§ **REQUIRED ACTION**: An identical reprint of the entire listing below is expected.

§ **DATA SUPPLIED**:
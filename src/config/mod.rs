//! Config reader: loads YAML config files and resolves dot-separated keys.
//!
//! Reads `~/.sdlc-orch/config.yml` (global) and `.sdlc-orch.yml` (project).
//! Project config overrides global config for the same key.
//!
//! Parsed files are cached for the process lifetime; a `notify` watcher
//! invalidates the cache when a file changes and broadcasts the change to
//! subscribers (the serve loop uses it to pick up a new poll interval).

mod settings;

pub use settings::{LlmSettings, Settings};

use anyhow::Context;
use notify::{Config, RecommendedWatcher, RecursiveMode, Watcher};
use std::collections::HashMap;
use std::path::PathBuf;
use std::sync::{Arc, Mutex, RwLock};
use std::time::Duration;
use tokio::sync::broadcast;

/// Project-level config file name, looked up in the current directory.
const PROJECT_FILE: &str = ".sdlc-orch.yml";

/// Global config file name inside the orchestrator home.
const GLOBAL_FILE: &str = "config.yml";

/// Cached YAML values, parsed once per file.
static CACHE: std::sync::LazyLock<RwLock<HashMap<PathBuf, serde_yml::Value>>> =
    std::sync::LazyLock::new(|| RwLock::new(HashMap::new()));

/// Files currently being watched for changes.
static WATCHED: std::sync::LazyLock<RwLock<HashMap<PathBuf, ()>>> =
    std::sync::LazyLock::new(|| RwLock::new(HashMap::new()));

/// Global file watcher instance (started on first use).
static FILE_WATCHER: std::sync::LazyLock<Arc<Mutex<Option<RecommendedWatcher>>>> =
    std::sync::LazyLock::new(|| Arc::new(Mutex::new(None)));

/// Broadcast sender for config change notifications.
static CHANGE_TX: std::sync::LazyLock<broadcast::Sender<PathBuf>> =
    std::sync::LazyLock::new(|| {
        let (tx, _) = broadcast::channel(16);
        tx
    });

/// Subscribe to config change notifications.
///
/// The receiver yields the path of each changed config file.
pub fn subscribe() -> broadcast::Receiver<PathBuf> {
    CHANGE_TX.subscribe()
}

/// Invalidate the cache entry for a config file and notify subscribers.
fn invalidate_cache(path: &PathBuf) {
    if let Ok(mut cache) = CACHE.write() {
        cache.remove(path);
        tracing::debug!("config cache invalidated for: {}", path.display());
    }
    // No receivers is fine
    let _ = CHANGE_TX.send(path.clone());
}

/// Start the file watcher if not already running.
fn ensure_watcher() {
    let Ok(mut watcher_guard) = FILE_WATCHER.lock() else {
        return;
    };
    if watcher_guard.is_some() {
        return;
    }

    let watcher = RecommendedWatcher::new(
        move |res: Result<notify::Event, notify::Error>| {
            if let Ok(event) = res {
                for path in event.paths {
                    let filename = path.file_name().and_then(|n| n.to_str()).unwrap_or("");
                    if filename == GLOBAL_FILE || filename == PROJECT_FILE {
                        invalidate_cache(&path);
                    }
                }
            }
        },
        Config::default().with_poll_interval(Duration::from_secs(2)),
    );

    match watcher {
        Ok(w) => *watcher_guard = Some(w),
        Err(e) => tracing::warn!(err = %e, "config watcher unavailable, hot reload disabled"),
    }
}

/// Watch a config file for changes.
fn watch_file(path: &PathBuf) {
    ensure_watcher();

    if let Ok(mut watched) = WATCHED.write() {
        if watched.contains_key(path) {
            return;
        }
        watched.insert(path.clone(), ());

        if let Ok(mut guard) = FILE_WATCHER.lock() {
            if let Some(ref mut watcher) = *guard {
                if let Err(e) = watcher.watch(path, RecursiveMode::NonRecursive) {
                    tracing::debug!(path = %path.display(), err = %e, "cannot watch config file");
                } else {
                    tracing::debug!("now watching config file: {}", path.display());
                }
            }
        }
    }
}

/// Config files in lookup order: project first, then global.
fn config_paths() -> Vec<PathBuf> {
    let mut paths = vec![PathBuf::from(PROJECT_FILE)];
    if let Ok(global) = crate::home::global_config_path() {
        paths.push(global);
    }
    paths
}

/// Get a config value by dot-separated key (e.g. "engine.poll_seconds").
///
/// Lookup order:
/// 1. `.sdlc-orch.yml` in the current directory (project config)
/// 2. `~/.sdlc-orch/config.yml` (global config)
///
/// Scalars are returned as strings; sequences and maps as YAML text.
pub fn get(key: &str) -> anyhow::Result<String> {
    let value = get_value(key)?;
    render_value(&value)
}

/// Get the raw YAML value for a dot-separated key.
pub fn get_value(key: &str) -> anyhow::Result<serde_yml::Value> {
    for path in config_paths() {
        if !path.exists() {
            continue;
        }
        if let Ok(value) = resolve_key(&path, key) {
            return Ok(value);
        }
    }
    anyhow::bail!("config key not found: {key}")
}

/// Resolve a dot-separated key from a YAML file, caching the parsed file.
fn resolve_key(path: &PathBuf, key: &str) -> anyhow::Result<serde_yml::Value> {
    watch_file(path);

    if let Ok(cache) = CACHE.read() {
        if let Some(cached) = cache.get(path) {
            return extract_value(cached, key);
        }
    }

    let content =
        std::fs::read_to_string(path).with_context(|| format!("reading {}", path.display()))?;
    let parsed: serde_yml::Value =
        serde_yml::from_str(&content).with_context(|| format!("parsing {}", path.display()))?;

    if let Ok(mut cache) = CACHE.write() {
        cache.insert(path.clone(), parsed.clone());
    }

    extract_value(&parsed, key)
}

/// Extract a value from a YAML tree by dot-separated key.
fn extract_value(root: &serde_yml::Value, key: &str) -> anyhow::Result<serde_yml::Value> {
    let mut current = root;
    for part in key.split('.') {
        current = current
            .get(part)
            .with_context(|| format!("key not found: {key}"))?;
    }
    Ok(current.clone())
}

fn render_value(value: &serde_yml::Value) -> anyhow::Result<String> {
    match value {
        serde_yml::Value::String(s) => Ok(s.clone()),
        serde_yml::Value::Number(n) => Ok(n.to_string()),
        serde_yml::Value::Bool(b) => Ok(b.to_string()),
        serde_yml::Value::Null => Ok(String::new()),
        other => Ok(serde_yml::to_string(other)?),
    }
}

/// Parse a list setting: a YAML sequence, or a comma-separated string.
pub fn parse_list(raw: &str) -> Vec<String> {
    if let Ok(items) = serde_yml::from_str::<Vec<String>>(raw) {
        return items
            .into_iter()
            .map(|s| s.trim().to_string())
            .filter(|s| !s.is_empty())
            .collect();
    }
    raw.split(',')
        .map(|s| s.trim().to_string())
        .filter(|s| !s.is_empty())
        .collect()
}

§ **REPLY TO THE TASK**:
filename src/config/mod.rs
//! Config reader: loads YAML config files and resolves dot-separated keys.
//!
//! Reads `~/.sdlc-orch/config.yml` (global) and `.sdlc-orch.yml` (project).
//! Project config overrides global config for the same key.
//!
//! Parsed files are cached for the process lifetime; a `notify` watcher
//! invalidates the cache when a file changes and broadcasts the change to
//! subscribers (the serve loop uses it to pick up a new poll interval).

mod settings;

pub use settings::{LlmSettings, Settings};

use anyhow::Context;
use notify::{Config, RecommendedWatcher, RecursiveMode, Watcher};
use std::collections::HashMap;
use std::path::PathBuf;
use std::sync::{Arc, Mutex, RwLock};
use std::time::Duration;
use tokio::sync::broadcast;

/// Project-level config file name, looked up in the current directory.
const PROJECT_FILE: &str = ".sdlc-orch.yml";

/// Global config file name inside the orchestrator home.
const GLOBAL_FILE: &str = "config.yml";

/// Cached YAML values, parsed once per file.
static CACHE: std::sync::LazyLock<RwLock<HashMap<PathBuf, serde_yml::Value>>> =
    std::sync::LazyLock::new(|| RwLock::new(HashMap::new()));

/// Files currently being watched for changes.
static WATCHED: std::sync::LazyLock<RwLock<HashMap<PathBuf, ()>>> =
    std::sync::LazyLock::new(|| RwLock::new(HashMap::new()));

/// Global file watcher instance (started on first use).
static FILE_WATCHER: std::sync::LazyLock<Arc<Mutex<Option<RecommendedWatcher>>>> =
    std::sync::LazyLock::new(|| Arc::new(Mutex::new(None)));

/// Broadcast sender for config change notifications.
static CHANGE_TX: std::sync::LazyLock<broadcast::Sender<PathBuf>> =
    std::sync::LazyLock::new(|| {
        let (tx, _) = broadcast::channel(16);
        tx
    });

/// Subscribe to config change notifications.
///
/// The receiver yields the path of each changed config file.
pub fn subscribe() -> broadcast::Receiver<PathBuf> {
    CHANGE_TX.subscribe()
}

/// Invalidate the cache entry for a config file and notify subscribers.
fn invalidate_cache(path: &PathBuf) {
    if let Ok(mut cache) = CACHE.write() {
        cache.remove(path);
        tracing::debug!("config cache invalidated for: {}", path.display());
    }
    // No receivers is fine
    let _ = CHANGE_TX.send(path.clone());
}

/// Start the file watcher if not already running.
fn ensure_watcher() {
    let Ok(mut watcher_guard) = FILE_WATCHER.lock() else {
        return;
    };
    if watcher_guard.is_some() {
        return;
    }

    let watcher = RecommendedWatcher::new(
        move |res: Result<notify::Event, notify::Error>| {
            if let Ok(event) = res {
                for path in event.paths {
                    let filename = path.file_name().and_then(|n| n.to_str()).unwrap_or("");
                    if filename == GLOBAL_FILE || filename == PROJECT_FILE {
                        invalidate_cache(&path);
                    }
                }
            }
        },
        Config::default().with_poll_interval(Duration::from_secs(2)),
    );

    match watcher {
        Ok(w) => *watcher_guard = Some(w),
        Err(e) => tracing::warn!(err = %e, "config watcher unavailable, hot reload disabled"),
    }
}

/// Watch a config file for changes.
fn watch_file(path: &PathBuf) {
    ensure_watcher();

    if let Ok(mut watched) = WATCHED.write() {
        if watched.contains_key(path) {
            return;
        }
        watched.insert(path.clone(), ());

        if let Ok(mut guard) = FILE_WATCHER.lock() {
            if let Some(ref mut watcher) = *guard {
                if let Err(e) = watcher.watch(path, RecursiveMode::NonRecursive) {
                    tracing::debug!(path = %path.display(), err = %e, "cannot watch config file");
                } else {
                    tracing::debug!("now watching config file: {}", path.display());
                }
            }
        }
    }
}

/// Config files in lookup order: project first, then global.
fn config_paths() -> Vec<PathBuf> {
    let mut paths = vec![PathBuf::from(PROJECT_FILE)];
    if let Ok(global) = crate::home::global_config_path() {
        paths.push(global);
    }
    paths
}

/// Get a config value by dot-separated key (e.g. "engine.poll_seconds").
///
/// Lookup order:
/// 1. `.sdlc-orch.yml` in the current directory (project config)
/// 2. `~/.sdlc-orch/config.yml` (global config)
///
/// Scalars are returned as strings; sequences and maps as YAML text.
pub fn get(key: &str) -> anyhow::Result<String> {
    let value = get_value(key)?;
    render_value(&value)
}

/// Get the raw YAML value for a dot-separated key.
pub fn get_value(key: &str) -> anyhow::Result<serde_yml::Value> {
    for path in config_paths() {
        if !path.exists() {
            continue;
        }
        if let Ok(value) = resolve_key(&path, key) {
            return Ok(value);
        }
    }
    anyhow::bail!("config key not found: {key}")
}

/// Resolve a dot-separated key from a YAML file, caching the parsed file.
fn resolve_key(path: &PathBuf, key: &str) -> anyhow::Result<serde_yml::Value> {
    watch_file(path);

    if let Ok(cache) = CACHE.read() {
        if let Some(cached) = cache.get(path) {
            return extract_value(cached, key);
        }
    }

    let content =
        std::fs::read_to_string(path).with_context(|| format!("reading {}", path.display()))?;
    let parsed: serde_yml::Value =
        serde_yml::from_str(&content).with_context(|| format!("parsing {}", path.display()))?;

    if let Ok(mut cache) = CACHE.write() {
        cache.insert(path.clone(), parsed.clone());
    }

    extract_value(&parsed, key)
}

/// Extract a value from a YAML tree by dot-separated key.
fn extract_value(root: &serde_yml::Value, key: &str) -> anyhow::Result<serde_yml::Value> {
    let mut current = root;
    for part in key.split('.') {
        current = current
            .get(part)
            .with_context(|| format!("key not found: {key}"))?;
    }
    Ok(current.clone())
}

fn render_value(value: &serde_yml::Value) -> anyhow::Result<String> {
    match value {
        serde_yml::Value::String(s) => Ok(s.clone()),
        serde_yml::Value::Number(n) => Ok(n.to_string()),
        serde_yml::Value::Bool(b) => Ok(b.to_string()),
        serde_yml::Value::Null => Ok(String::new()),
        other => Ok(serde_yml::to_string(other)?),
    }
}

/// Parse a list setting: a YAML sequence, or a comma-separated string.
pub fn parse_list(raw: &str) -> Vec<String> {
    if let Ok(items) = serde_yml::from_str::<Vec<String>>(raw) {
        return items
            .into_iter()
            .map(|s| s.trim().to_string())
            .filter(|s| !s.is_empty())
            .collect();
    }
    raw.split(',')
        .map(|s| s.trim().to_string())
        .filter(|s| !s.is_empty())
        .collect()
}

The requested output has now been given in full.